- Opening Delimiter -

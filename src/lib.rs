//! tcg-client - Client library and CLI for the TCGplayer catalog and pricing API
//!
//! Queries return dynamic records that page through listings on demand,
//! id-list lookups are batched transparently, and the bearer token is
//! renewed when the API rejects it.

pub mod api;
pub mod commands;
pub mod config;
pub mod error;
pub mod format;

pub use api::{
    ApiResponse, BearerToken, Field, Manifest, ProductPrice, ProductPriceList, QueryOptions,
    Record, TcgClient, TokenState,
};
pub use config::Config;
pub use error::{AuthError, Error, Result, TransportError};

- Closing Delimiter -

▶ PROBLEM REQUIREMENTS
What is needed is an exact copy of the line containing "pub mod format;" and each line after it, through the final line of the entries above.

▶ TASK ANSWER
pub mod format;

pub use api::{
    ApiResponse, BearerToken, Field, Manifest, ProductPrice, ProductPriceList, QueryOptions,
    Record, TcgClient, TokenState,
};
pub use config::Config;
pub use error::{AuthError, Error, Result, TransportError};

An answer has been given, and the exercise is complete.